::: Data records :::
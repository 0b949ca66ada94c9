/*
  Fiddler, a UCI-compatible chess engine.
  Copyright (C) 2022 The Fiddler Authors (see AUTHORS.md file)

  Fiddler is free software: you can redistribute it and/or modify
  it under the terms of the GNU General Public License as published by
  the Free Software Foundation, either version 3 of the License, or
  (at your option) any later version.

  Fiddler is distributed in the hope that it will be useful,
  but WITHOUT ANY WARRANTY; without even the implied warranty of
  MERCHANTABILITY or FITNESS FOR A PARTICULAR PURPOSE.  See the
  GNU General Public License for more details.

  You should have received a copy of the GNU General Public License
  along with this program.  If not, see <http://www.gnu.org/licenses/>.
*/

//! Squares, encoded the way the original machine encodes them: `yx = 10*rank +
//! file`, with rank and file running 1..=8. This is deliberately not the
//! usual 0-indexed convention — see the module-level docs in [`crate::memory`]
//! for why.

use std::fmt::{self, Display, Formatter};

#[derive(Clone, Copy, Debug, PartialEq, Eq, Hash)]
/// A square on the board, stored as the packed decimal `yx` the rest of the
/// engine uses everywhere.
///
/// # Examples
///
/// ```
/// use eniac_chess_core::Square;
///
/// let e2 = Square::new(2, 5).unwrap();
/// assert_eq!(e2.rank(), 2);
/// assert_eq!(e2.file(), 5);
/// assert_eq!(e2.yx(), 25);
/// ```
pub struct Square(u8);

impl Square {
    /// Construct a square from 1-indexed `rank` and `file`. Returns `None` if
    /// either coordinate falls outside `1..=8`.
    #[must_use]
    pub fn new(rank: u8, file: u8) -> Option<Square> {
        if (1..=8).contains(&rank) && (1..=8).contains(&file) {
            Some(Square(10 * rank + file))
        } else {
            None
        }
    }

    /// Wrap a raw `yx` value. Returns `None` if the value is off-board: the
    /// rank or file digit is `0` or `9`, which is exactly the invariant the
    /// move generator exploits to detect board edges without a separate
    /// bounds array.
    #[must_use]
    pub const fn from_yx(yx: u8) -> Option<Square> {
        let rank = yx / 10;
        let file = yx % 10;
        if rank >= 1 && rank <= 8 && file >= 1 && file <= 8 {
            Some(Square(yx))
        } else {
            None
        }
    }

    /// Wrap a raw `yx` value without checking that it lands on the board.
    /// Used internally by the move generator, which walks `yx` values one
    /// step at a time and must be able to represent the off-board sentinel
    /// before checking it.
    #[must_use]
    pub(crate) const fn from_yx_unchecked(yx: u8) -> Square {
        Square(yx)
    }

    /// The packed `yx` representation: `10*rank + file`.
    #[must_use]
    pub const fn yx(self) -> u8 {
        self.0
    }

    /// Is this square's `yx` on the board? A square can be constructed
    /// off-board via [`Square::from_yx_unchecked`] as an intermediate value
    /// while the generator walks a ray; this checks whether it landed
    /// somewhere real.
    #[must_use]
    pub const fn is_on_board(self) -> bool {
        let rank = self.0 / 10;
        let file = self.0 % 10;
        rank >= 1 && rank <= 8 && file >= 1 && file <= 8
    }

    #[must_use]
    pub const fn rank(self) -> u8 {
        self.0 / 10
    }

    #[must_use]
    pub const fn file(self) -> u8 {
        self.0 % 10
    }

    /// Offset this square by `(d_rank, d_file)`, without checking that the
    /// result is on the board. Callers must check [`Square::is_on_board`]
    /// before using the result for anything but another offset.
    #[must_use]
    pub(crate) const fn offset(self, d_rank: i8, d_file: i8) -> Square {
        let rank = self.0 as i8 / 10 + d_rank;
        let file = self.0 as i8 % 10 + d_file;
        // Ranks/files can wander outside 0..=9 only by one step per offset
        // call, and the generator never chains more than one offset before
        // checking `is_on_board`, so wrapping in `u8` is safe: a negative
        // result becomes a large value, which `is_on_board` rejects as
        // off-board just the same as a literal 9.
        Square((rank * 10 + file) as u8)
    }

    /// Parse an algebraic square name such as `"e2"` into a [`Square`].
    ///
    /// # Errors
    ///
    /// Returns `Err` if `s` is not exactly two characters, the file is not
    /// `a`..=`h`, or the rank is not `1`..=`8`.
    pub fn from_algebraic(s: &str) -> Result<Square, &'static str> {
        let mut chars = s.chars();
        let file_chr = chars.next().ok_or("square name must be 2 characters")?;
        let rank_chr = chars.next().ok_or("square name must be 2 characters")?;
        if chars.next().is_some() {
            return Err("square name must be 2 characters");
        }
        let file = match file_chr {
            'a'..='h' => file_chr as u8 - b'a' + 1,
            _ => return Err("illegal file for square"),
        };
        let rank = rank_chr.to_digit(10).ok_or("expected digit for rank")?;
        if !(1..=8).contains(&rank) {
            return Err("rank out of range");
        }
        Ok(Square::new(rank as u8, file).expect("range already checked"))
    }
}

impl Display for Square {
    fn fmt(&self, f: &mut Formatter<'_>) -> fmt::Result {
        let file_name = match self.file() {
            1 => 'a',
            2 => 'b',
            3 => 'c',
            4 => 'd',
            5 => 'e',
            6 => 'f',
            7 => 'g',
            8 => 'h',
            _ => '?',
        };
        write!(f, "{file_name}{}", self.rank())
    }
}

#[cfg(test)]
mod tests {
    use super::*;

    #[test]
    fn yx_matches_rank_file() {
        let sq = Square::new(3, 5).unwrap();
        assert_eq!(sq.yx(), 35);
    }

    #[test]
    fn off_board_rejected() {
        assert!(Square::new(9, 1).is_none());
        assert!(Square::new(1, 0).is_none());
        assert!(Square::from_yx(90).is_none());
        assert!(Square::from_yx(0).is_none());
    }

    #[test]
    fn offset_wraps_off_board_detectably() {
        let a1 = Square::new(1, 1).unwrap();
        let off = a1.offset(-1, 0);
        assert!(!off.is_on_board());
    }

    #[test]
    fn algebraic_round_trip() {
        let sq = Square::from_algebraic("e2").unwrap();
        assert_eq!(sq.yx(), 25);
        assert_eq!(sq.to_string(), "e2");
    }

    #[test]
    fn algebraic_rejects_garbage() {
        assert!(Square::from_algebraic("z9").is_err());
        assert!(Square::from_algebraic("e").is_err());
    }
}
:::
**Try it:**
Could you restate word for word the lines above from the one containing "pub(crate) const fn offset(self, d_rank: i8, d_file: i8)" through the one containing "result becomes a", both included, and nothing else?

**Result of the exercise:**
    pub(crate) const fn offset(self, d_rank: i8, d_file: i8) -> Square {
        let rank = self.0 as i8 / 10 + d_rank;
        let file = self.0 as i8 % 10 + d_file;
        // Ranks/files can wander outside 0..=9 only by one step per offset
        // call, and the generator never chains more than one offset before
        // checking `is_on_board`, so wrapping in `u8` is safe: a negative
        // result becomes a large value, which `is_on_board` rejects as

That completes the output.